It's for inspecting DESI spectra.

Overview

Inspector is a prototype DESI spectral viewer for use with jupyter notebooks at NERSC. It provides a fast interactive viewer for spectral data at NERSC without requiring users to download the data or install any code locally.

It is currently in a standalone package for exploratory development, but could be moved into desispec after it matures. This should be viewed as a technology demonstrator. Details about the interface and implementation can and probably will (should!) change. The main point of releasing this package is to provide a functionally useful demonstration that bokeh+jupyter+NERSC could work for viewing DESI spectra.

Inspector Screenshot

Getting Started

See https://desi.lbl.gov/trac/wiki/Computing/JupyterAtNERSC for instructions to configure a desi-18.6 jupyter kernel at NERSC. This only needs to be done once.

Checkout the Inspector code on cori.nersc.gov:

git clone https://github.com/sbailey/inspector

Generate the URL where you will be able to login to jupyter (this is unfortunately necessary for the next step):

cd inspector
echo https://jupyter-dev.nersc.gov/user/${USER}/tree${PWD}

Copy that URL into a browser window and login with your NERSC username/password. The URL should be something like https://jupyter-dev.nersc.gov/user/johndoe/tree/global/homes/j/johndoe/inspector).

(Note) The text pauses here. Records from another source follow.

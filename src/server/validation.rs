//! Request validation utilities for the Licensegate API.
//!
//! The engine accepts any non-empty string as a key or account number; these
//! helpers apply the stricter limits the HTTP surface wants before a request
//! reaches it.

use std::fmt;
use std::sync::OnceLock;

use chrono::{DateTime, NaiveDate, NaiveDateTime, Utc};
use regex::Regex;

/// Longest license key or account number accepted over HTTP.
pub const MAX_FIELD_LENGTH: usize = 128;

/// Validation error type.
#[derive(Debug, Clone)]
pub struct ValidationError {
    pub field: String,
    pub message: String,
}

impl ValidationError {
    fn new(field: &str, message: impl Into<String>) -> Self {
        Self {
            field: field.to_string(),
            message: message.into(),
        }
    }
}

impl fmt::Display for ValidationError {
    fn fmt(&self, f: &mut fmt::Formatter<'_>) -> fmt::Result {
        write!(f, "{}: {}", self.field, self.message)
    }
}

impl std::error::Error for ValidationError {}

/// Result type for validation operations.
pub type FieldResult<T> = Result<T, ValidationError>;

/// Validate that a string is not empty or whitespace only.
///
/// # Example
/// ```
/// use licensegate::server::validation::validate_not_empty;
///
/// assert!(validate_not_empty("hello", "name").is_ok());
/// assert!(validate_not_empty("", "name").is_err());
/// assert!(validate_not_empty("   ", "name").is_err());
/// ```
pub fn validate_not_empty(value: &str, field_name: &str) -> FieldResult<()> {
    if value.trim().is_empty() {
        Err(ValidationError::new(field_name, "cannot be empty"))
    } else {
        Ok(())
    }
}

/// Validate string length is within bounds.
///
/// # Example
/// ```
/// use licensegate::server::validation::validate_length;
///
/// assert!(validate_length("hello", 1, 10, "name").is_ok());
/// assert!(validate_length("", 1, 10, "name").is_err());
/// assert!(validate_length("a".repeat(100).as_str(), 1, 10, "name").is_err());
/// ```
pub fn validate_length(value: &str, min: usize, max: usize, field_name: &str) -> FieldResult<()> {
    let len = value.len();
    if len < min {
        Err(ValidationError::new(
            field_name,
            format!("must be at least {} characters", min),
        ))
    } else if len > max {
        Err(ValidationError::new(
            field_name,
            format!("must be at most {} characters", max),
        ))
    } else {
        Ok(())
    }
}

/// Validate an account number: non-empty, bounded, no surrounding whitespace.
pub fn validate_account_number(value: &str, field_name: &str) -> FieldResult<()> {
    validate_not_empty(value, field_name)?;
    validate_length(value, 1, MAX_FIELD_LENGTH, field_name)?;
    if value.trim() != value {
        return Err(ValidationError::new(
            field_name,
            "must not have leading or trailing whitespace",
        ));
    }
    Ok(())
}

fn custom_key_regex() -> &'static Regex {
    static RE: OnceLock<Regex> = OnceLock::new();
    RE.get_or_init(|| Regex::new(r"^[A-Za-z0-9][A-Za-z0-9_-]{2,127}$").expect("static pattern"))
}

/// Validate an administrator-chosen license key.
///
/// Custom keys need not follow the generated `PREFIX-XXXX-...` layout but
/// are restricted to 3..=128 characters of letters, digits, `-` and `_`,
/// starting with a letter or digit.
///
/// # Example
/// ```
/// use licensegate::server::validation::validate_custom_key;
///
/// assert!(validate_custom_key("MQL5-MASTER-LICENSE-2025", "customKey").is_ok());
/// assert!(validate_custom_key("-leading-dash", "customKey").is_err());
/// assert!(validate_custom_key("has space", "customKey").is_err());
/// ```
pub fn validate_custom_key(value: &str, field_name: &str) -> FieldResult<()> {
    if custom_key_regex().is_match(value) {
        Ok(())
    } else {
        Err(ValidationError::new(
            field_name,
            "must be 3-128 characters of letters, digits, '-' or '_'",
        ))
    }
}

/// Parse an expiry timestamp.
///
/// Accepts formats:
/// - RFC 3339: `2025-12-31T23:59:59Z`
/// - Without timezone (taken as UTC): `2025-12-31T23:59:59`
/// - Date only: `2025-12-31`, meaning the last second of that day in UTC
pub fn parse_expiry(value: &str, field_name: &str) -> FieldResult<DateTime<Utc>> {
    if let Ok(dt) = DateTime::parse_from_rfc3339(value) {
        return Ok(dt.with_timezone(&Utc));
    }

    if let Ok(naive) = NaiveDateTime::parse_from_str(value, "%Y-%m-%dT%H:%M:%S") {
        return Ok(naive.and_utc());
    }

    if let Ok(date) = NaiveDate::parse_from_str(value, "%Y-%m-%d") {
        if let Some(end_of_day) = date.and_hms_opt(23, 59, 59) {
            return Ok(end_of_day.and_utc());
        }
    }

    Err(ValidationError::new(
        field_name,
        "invalid datetime format (expected: ISO 8601, e.g., '2025-12-31T23:59:59Z' or '2025-12-31')",
    ))
}

#[cfg(test)]
mod tests {
    use super::*;
    use chrono::{Datelike, TimeZone, Timelike};

    #[test]
    fn account_number_rules() {
        assert!(validate_account_number("12345678", "accountNumber").is_ok());
        assert!(validate_account_number("", "accountNumber").is_err());
        assert!(validate_account_number(" 123", "accountNumber").is_err());
        assert!(validate_account_number(&"9".repeat(200), "accountNumber").is_err());
    }

    #[test]
    fn custom_key_rules() {
        assert!(validate_custom_key("MQL5-MASTER-LICENSE-2025", "customKey").is_ok());
        assert!(validate_custom_key("abc", "customKey").is_ok());
        assert!(validate_custom_key("ab", "customKey").is_err());
        assert!(validate_custom_key("_abc", "customKey").is_err());
        assert!(validate_custom_key("key/with/slash", "customKey").is_err());
    }

    #[test]
    fn parse_expiry_rfc3339_with_offset() {
        let parsed = parse_expiry("2025-06-30T14:00:00+02:00", "expiryDate").unwrap();
        assert_eq!(parsed, Utc.with_ymd_and_hms(2025, 6, 30, 12, 0, 0).unwrap());
    }

    #[test]
    fn parse_expiry_date_only_is_end_of_day() {
        let parsed = parse_expiry("2025-12-31", "expiryDate").unwrap();
        assert_eq!(parsed.year(), 2025);
        assert_eq!(parsed.day(), 31);
        assert_eq!(parsed.hour(), 23);
        assert_eq!(parsed.second(), 59);
    }

    #[test]
    fn parse_expiry_naive_is_utc() {
        let parsed = parse_expiry("2025-01-02T03:04:05", "expiryDate").unwrap();
        assert_eq!(parsed, Utc.with_ymd_and_hms(2025, 1, 2, 3, 4, 5).unwrap());
    }

    #[test]
    fn parse_expiry_rejects_garbage() {
        let err = parse_expiry("next tuesday", "expiryDate").unwrap_err();
        assert_eq!(err.field, "expiryDate");
    }
}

Note: inspector is currently not compatible with the newer Jupyter Lab default interface at NERSC, thus requiring the URL messiness above; we're working with NERSC consulting to resolve that.

The URL generated above should show you a directory file browser of your inspector git checkout (if not, navigate to where you did check it out). Click inspector.ipynb to start the notebook and explore.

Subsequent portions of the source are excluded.